Ce que Lacan souhaite souligner, c’est comment le petit a (comme reste de cette opération de la division du grand A par le signifiant) est lié à ce jeu autonome de la parole. …Ce petit a comme reste est lié à quelque chose d’une voix détachée de son support. C’est-à-dire une voix qui est coupée de son support, qui procède d’une coupure, d’un isolat. Cette voix, Lacan va de façon très précise souligner son caractère d’extériorité — c’est très important ça — : incorporée. ….
La voix, pour l’animal humain, est la résonance- même du vide de l’Autre ; ou plutôt elle ne peut résonner qu’à travers l’appareil du vide du grand Autre. Ça c’est un point absolument fondamental, parce que cela ôte toute pertinence à tout ce qui voudrait assimiler la voix au corps …
« La voix répond à ce qui se dit — effectivement, quand nous parlons nous répondons toujours à quelque chose qui nous vient de l’Autre —, mais elle n’en répond pas » : elle répond à ce qui se dit mais elle ne comble pas ce vide structural à partir duquel elle se produit cette voix. Il dit, au bas de la page 416 : « La voix dont il s’agit — ici je vous rappelle c’est la voix en tant qu’objet a —, c’est la voix en tant qu’impérative, en tant qu’elle réclame obéissance ou conviction » … Ça c’est très important : c’est la voix à laquelle on est sommé de répondre, ce n’est pas du tout la voix qui module, ce n’est pas la voix du chant, ce n’est pas la voix où le corps trouve à exulter ou à manifester. « Elle se situe, dit Lacan, non par rapport à la musique mais par rapport à la parole » … Même si bien sûr le corps en est affecté, elle procède de l’appareillage d’un vide qui est le vide de l’Autre. …

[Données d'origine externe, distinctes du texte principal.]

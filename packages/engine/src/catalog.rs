//! The catalog: the process-wide `database -> table` namespace.
//!
//! Grounded in the source's package-level `databases` map guarded by a single
//! mutex. Here the two-level namespace is a nested [`TtlMap`] (catalog
//! entries never expire -- every `set` call passes `ttl: None` -- reusing the
//! same concurrent map the rest of the engine already leans on rather than
//! introducing a second container type for one more `HashMap`). Database and
//! table creation are additionally serialized behind `write_lock`, which is
//! what makes "create if absent" atomic instead of a check-then-act race.

use std::sync::Arc;

use parking_lot::Mutex;

use minisql_core::naming::default_database_name;

use crate::error::EngineError;
use crate::table::Table;
use crate::ttl::TtlMap;

type TableMap = Arc<TtlMap<String, Arc<Table>>>;
type DatabaseMap = Arc<TtlMap<String, TableMap>>;

/// The root namespace: every database, and every table within it.
pub struct Catalog {
    databases: DatabaseMap,
    write_lock: Mutex<()>,
}

impl Catalog {
    #[must_use]
    pub fn new() -> Self {
        Self {
            databases: TtlMap::new(),
            write_lock: Mutex::new(()),
        }
    }

    /// Creates an empty database named `name` (or `"default"` if `name` is
    /// empty). Idempotent: creating an already-existing database is a no-op,
    /// it does not clear its tables.
    pub fn create_database(&self, name: &str) {
        let name = default_database_name(name);
        let _guard = self.write_lock.lock();
        if self.databases.get(&name).is_none() {
            self.databases.set(name, TtlMap::new(), None);
        }
    }

    /// Creates an empty table named `table_name` within `db_name`, creating
    /// the database first if it does not yet exist. Errors if the table
    /// already exists -- there is no `CREATE TABLE IF NOT EXISTS` or `ALTER
    /// TABLE` in scope, so re-creation is always a schema conflict.
    pub fn create_table(&self, db_name: &str, table_name: &str) -> Result<Arc<Table>, EngineError> {
        let db_name = default_database_name(db_name);
        let _guard = self.write_lock.lock();

        let tables = match self.databases.get(&db_name) {
            Some(existing) => existing,
            None => {
                let created = TtlMap::new();
                self.databases.set(db_name, created.clone(), None);
                created
            }
        };

        if tables.get(&table_name.to_string()).is_some() {
            return Err(EngineError::schema(format!("table already exists: {table_name}")));
        }

        let table = Arc::new(Table::new());
        tables.set(table_name.to_string(), table.clone(), None);
        Ok(table)
    }

    /// Looks up a table by database and table name, applying the same
    /// database-name defaulting as [`Catalog::create_table`].
    #[must_use]
    pub fn get_table(&self, db_name: &str, table_name: &str) -> Option<Arc<Table>> {
        let db_name = default_database_name(db_name);
        self.databases.get(&db_name)?.get(&table_name.to_string())
    }
}

impl Default for Catalog {
    fn default() -> Self {
        Self::new()
    }
}
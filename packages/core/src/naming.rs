//! Name-defaulting helpers shared by the catalog and session layers.

/// Normalizes an empty database name to `"default"`, leaving any other name
/// untouched.
#[must_use]
pub fn default_database_name(database_name: &str) -> String {
    if database_name.is_empty() {
        "default".to_string()
    } else {
        database_name.to_string()
    }
}
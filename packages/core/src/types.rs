use std::collections::BTreeMap;

use serde::{Deserialize, Serialize};

/// A single scalar value a row field may hold.
///
/// Rows are schemaless JSON-like maps; this is the closed set of scalar
/// shapes a field can carry. There is no nested array/object variant because
/// the engine never needs one: every value that reaches a row comes from a
/// single SQL literal.
#[derive(Debug, Clone, PartialEq, Serialize, Deserialize)]
#[serde(untagged)]
pub enum Value {
    Null,
    Bool(bool),
    /// All numeric literals are carried as `f64`, matching the JSON-number
    /// semantics the source relies on (`float64` is the only numeric type
    /// produced by unmarshaling a literal).
    Float(f64),
    String(String),
}

impl Value {
    /// Parses `self` as a float if it already is one, or if it is a string
    /// that parses cleanly as a float. Used by comparison lowering, which
    /// classifies a field's *runtime* type before picking a comparison mode.
    #[must_use]
    pub fn as_f64(&self) -> Option<f64> {
        match self {
            Value::Float(f) => Some(*f),
            Value::String(s) => s.parse::<f64>().ok(),
            _ => None,
        }
    }

    #[must_use]
    pub fn as_bool(&self) -> Option<bool> {
        match self {
            Value::Bool(b) => Some(*b),
            _ => None,
        }
    }

    #[must_use]
    pub fn as_str(&self) -> Option<&str> {
        match self {
            Value::String(s) => Some(s),
            _ => None,
        }
    }

    /// Renders the value the way a SQL literal's textual form would read,
    /// for lexicographic string comparison and for the stable-hash digest.
    #[must_use]
    pub fn to_text(&self) -> String {
        match self {
            Value::Null => String::new(),
            Value::Bool(b) => b.to_string(),
            Value::Float(f) => {
                if f.fract() == 0.0 && f.is_finite() {
                    format!("{f:.0}")
                } else {
                    f.to_string()
                }
            }
            Value::String(s) => s.clone(),
        }
    }
}

impl std::fmt::Display for Value {
    fn fmt(&self, f: &mut std::fmt::Formatter<'_>) -> std::fmt::Result {
        f.write_str(&self.to_text())
    }
}

/// A schemaless field→value mapping, the unit of storage. `BTreeMap` gives a
/// deterministic sorted-key iteration order for free, which the stable row
/// hash (see [`crate::hash::stable_row_hash`]) depends on.
pub type Row = BTreeMap<String, Value>;
//! In-process store backend.

use std::collections::HashMap;
use std::sync::atomic::{AtomicBool, Ordering};
use std::sync::{Mutex, RwLock};
use std::time::Duration;

use async_trait::async_trait;
use tokio::sync::broadcast;
use tokio::time::Instant;

use super::{ConnectionEvent, SessionBackend, EVENT_CAPACITY};
use crate::error::SessionError;
use crate::Result;

/// How often a write also drops every expired entry.
const SWEEP_INTERVAL: Duration = Duration::from_secs(60);

#[derive(Debug, Clone)]
struct Entry {
    value: String,
    expires_at: Option<Instant>,
}

impl Entry {
    fn is_live(&self, now: Instant) -> bool {
        self.expires_at.map_or(true, |deadline| now < deadline)
    }
}

/// Thread-safe in-memory store with per-key expiry.
///
/// Expiry follows the tokio clock, so paused-time tests can advance past a
/// TTL without sleeping. Expired entries are dropped when touched, and
/// writes sweep the whole map at most once per minute.
pub struct MemoryBackend {
    entries: RwLock<HashMap<String, Entry>>,
    next_sweep: Mutex<Instant>,
    closed: AtomicBool,
    events: broadcast::Sender<ConnectionEvent>,
}

impl MemoryBackend {
    /// Create a new empty store.
    pub fn new() -> Self {
        let (events, _) = broadcast::channel(EVENT_CAPACITY);
        Self {
            entries: RwLock::new(HashMap::new()),
            next_sweep: Mutex::new(Instant::now() + SWEEP_INTERVAL),
            closed: AtomicBool::new(false),
            events,
        }
    }

    /// Number of live entries.
    pub fn len(&self) -> usize {
        let now = Instant::now();
        self.entries
            .read()
            .map(|entries| entries.values().filter(|e| e.is_live(now)).count())
            .unwrap_or(0)
    }

    /// Whether the store holds no live entries.
    pub fn is_empty(&self) -> bool {
        self.len() == 0
    }

    fn check_open(&self) -> Result<()> {
        if self.closed.load(Ordering::Acquire) {
            Err(SessionError::ConnectionClosed)
        } else {
            Ok(())
        }
    }

    fn write<T>(&self, f: impl FnOnce(&mut HashMap<String, Entry>) -> T) -> Result<T> {
        self.check_open()?;
        let mut entries = self
            .entries
            .write()
            .map_err(|_| SessionError::Store("memory store lock poisoned".into()))?;
        self.sweep_if_due(&mut entries, Instant::now());
        Ok(f(&mut entries))
    }

    fn sweep_if_due(&self, entries: &mut HashMap<String, Entry>, now: Instant) {
        let Ok(mut next_sweep) = self.next_sweep.lock() else {
            return;
        };
        if now >= *next_sweep {
            let before = entries.len();
            entries.retain(|_, entry| entry.is_live(now));
            tracing::trace!(dropped = before - entries.len(), "memory store swept");
            *next_sweep = now + SWEEP_INTERVAL;
        }
    }

    fn live_value(&self, key: &str) -> Result<Option<String>> {
        let now = Instant::now();
        self.write(|entries| match entries.get(key) {
            Some(entry) if entry.is_live(now) => Some(entry.value.clone()),
            Some(_) => {
                entries.remove(key);
                None
            }
            None => None,
        })
    }
}

fn deadline(now: Instant, ttl_secs: u64) -> Result<Instant> {
    now.checked_add(Duration::from_secs(ttl_secs))
        .ok_or_else(|| SessionError::Store(format!("expiry of {ttl_secs}s is out of range")))
}

impl Default for MemoryBackend {
    fn default() -> Self {
        Self::new()
    }
}

#[async_trait]
impl SessionBackend for MemoryBackend {
    async fn exists(&self, key: &str) -> Result<bool> {
        Ok(self.live_value(key)?.is_some())
    }

    async fn get(&self, key: &str) -> Result<Option<String>> {
        self.live_value(key)
    }

    async fn set(&self, key: &str, value: &str) -> Result<()> {
        self.write(|entries| {
            entries.insert(
                key.to_string(),
                Entry {
                    value: value.to_string(),
                    expires_at: None,
                },
            );
        })
    }

    async fn set_with_expiry(&self, key: &str, value: &str, ttl_secs: u64) -> Result<()> {
        let deadline = deadline(Instant::now(), ttl_secs)?;
        self.write(|entries| {
            entries.insert(
                key.to_string(),
                Entry {
                    value: value.to_string(),
                    expires_at: Some(deadline),
                },
            );
        })
    }

    async fn delete(&self, key: &str) -> Result<bool> {
        let now = Instant::now();
        self.write(|entries| {
            entries
                .remove(key)
                .is_some_and(|entry| entry.is_live(now))
        })
    }

    async fn delete_all(&self) -> Result<()> {
        self.write(|entries| entries.clear())
    }

    async fn list_keys(&self, pattern: &str) -> Result<Vec<String>> {
        let now = Instant::now();
        self.write(|entries| {
            entries.retain(|_, entry| entry.is_live(now));
            entries
                .keys()
                .filter(|key| glob_match(pattern, key))
                .cloned()
                .collect()
        })
    }

    async fn refresh_expiry(&self, key: &str, ttl_secs: u64) -> Result<bool> {
        let now = Instant::now();
        let expires_at = deadline(now, ttl_secs)?;
        self.write(|entries| match entries.get_mut(key) {
            Some(entry) if entry.is_live(now) => {
                entry.expires_at = Some(expires_at);
                true
            }
            Some(_) => {
                entries.remove(key);
                false
            }
            None => false,
        })
    }

    async fn disconnect(&self) -> Result<()> {
        if !self.closed.swap(true, Ordering::AcqRel) {
            tracing::debug!("memory session store closed");
            let _ = self.events.send(ConnectionEvent::Disconnected);
        }
        Ok(())
    }

    fn subscribe(&self) -> broadcast::Receiver<ConnectionEvent> {
        self.events.subscribe()
    }
}

/// Match `text` against a pattern where `*` matches any run of characters.
fn glob_match(pattern: &str, text: &str) -> bool {
    let mut parts = pattern.split('*');
    let Some(first) = parts.next() else {
        return text.is_empty();
    };
    let Some(mut rest) = text.strip_prefix(first) else {
        return false;
    };

    let tail: Vec<&str> = parts.collect();
    let Some((last, middle)) = tail.split_last() else {
        // No wildcard at all.
        return rest.is_empty();
    };

    for part in middle {
        match rest.find(part) {
            Some(idx) => rest = &rest[idx + part.len()..],
            None => return false,
        }
    }
    rest.ends_with(last)
}
//! Key/value store adapter.
//!
//! Session records live in an external store reached through the
//! [`SessionBackend`] trait. Two backends ship with the crate:
//!
//! - [`RedisBackend`]: any Redis-protocol server (Redis, Valkey, KeyDB)
//! - [`MemoryBackend`]: an in-process map for tests and local development
//!
//! Every operation is async and reports failures as a [`SessionError`]
//! value; nothing panics on a store failure.
//!
//! [`SessionError`]: crate::SessionError

mod memory;
mod redis_backend;

use async_trait::async_trait;
use tokio::sync::broadcast;

use crate::Result;

pub use self::memory::MemoryBackend;
pub use self::redis_backend::RedisBackend;

/// Capacity of the connection event channel.
pub(crate) const EVENT_CAPACITY: usize = 16;

/// Connection lifecycle notification emitted by a backend.
#[derive(Debug, Clone, PartialEq, Eq)]
pub enum ConnectionEvent {
    /// A connection to the store was established.
    Connected,
    /// A store command or connection attempt failed.
    Error(String),
    /// The backend was explicitly disconnected.
    Disconnected,
}

/// Operations the session layer needs from a key/value store.
#[async_trait]
pub trait SessionBackend: Send + Sync {
    /// Whether `key` currently exists.
    async fn exists(&self, key: &str) -> Result<bool>;

    /// Fetch the value stored under `key`, if any.
    async fn get(&self, key: &str) -> Result<Option<String>>;

    /// Store `value` under `key` with no expiry.
    async fn set(&self, key: &str, value: &str) -> Result<()>;

    /// Store `value` under `key`, expiring after `ttl_secs`.
    async fn set_with_expiry(&self, key: &str, value: &str, ttl_secs: u64) -> Result<()>;

    /// Remove `key`. Returns whether it existed.
    async fn delete(&self, key: &str) -> Result<bool>;

    /// Remove every key in the store. Irreversible.
    async fn delete_all(&self) -> Result<()>;

    /// List keys matching a glob-style `pattern` (`*` wildcard).
    async fn list_keys(&self, pattern: &str) -> Result<Vec<String>>;

    /// Reset the expiry of `key` to `ttl_secs`.
    ///
    /// Returns `true` iff the key existed and its TTL was updated.
    async fn refresh_expiry(&self, key: &str, ttl_secs: u64) -> Result<bool>;

    /// Close the connection. Later operations fail with `ConnectionClosed`.
    async fn disconnect(&self) -> Result<()>;

    /// Subscribe to connection lifecycle events.
    fn subscribe(&self) -> broadcast::Receiver<ConnectionEvent>;
}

Il dit (à la fin de la leçon) : « Le shofar modèle le lieu de notre angoisse, mais, observons-le, seulement après que le désir de l’Autre ait pris forme de commandement. C’est pourquoi il peut jouer sa fonction éminente à donner à l’angoisse sa résolution, qui s’appelle “culpabilité” ou “pardon”, et qui est justement l’introduction d’un Autre ordre ». Et l’introduction de cet Autre ordre, c’est l’introduction de l’ordre d’une référence à la loi. Là, le shofar vient illustrer et dire la vérité de la fonction de la voix en l’articulant à quelque chose qui vient de l’Autre, qui nous vient de l’Autre et qui se produit, pour nous, à partir d’une coupure fondamentale qui suppose le vide et l’absence de garantie …
Nous sommes là devant quelque chose de l’ordre de la loi, purement et simplement. C’est-à-dire — et là il l’annonce — quelque chose qui vient nous évoquer l’ordre du désir de l’Autre….
C’est pour faire véritablement une place articulée à la question du désir de l’Autre que Lacan produit une articulation aussi précise de la manière dont se met en place l’objet a, et aussi la question du phallus.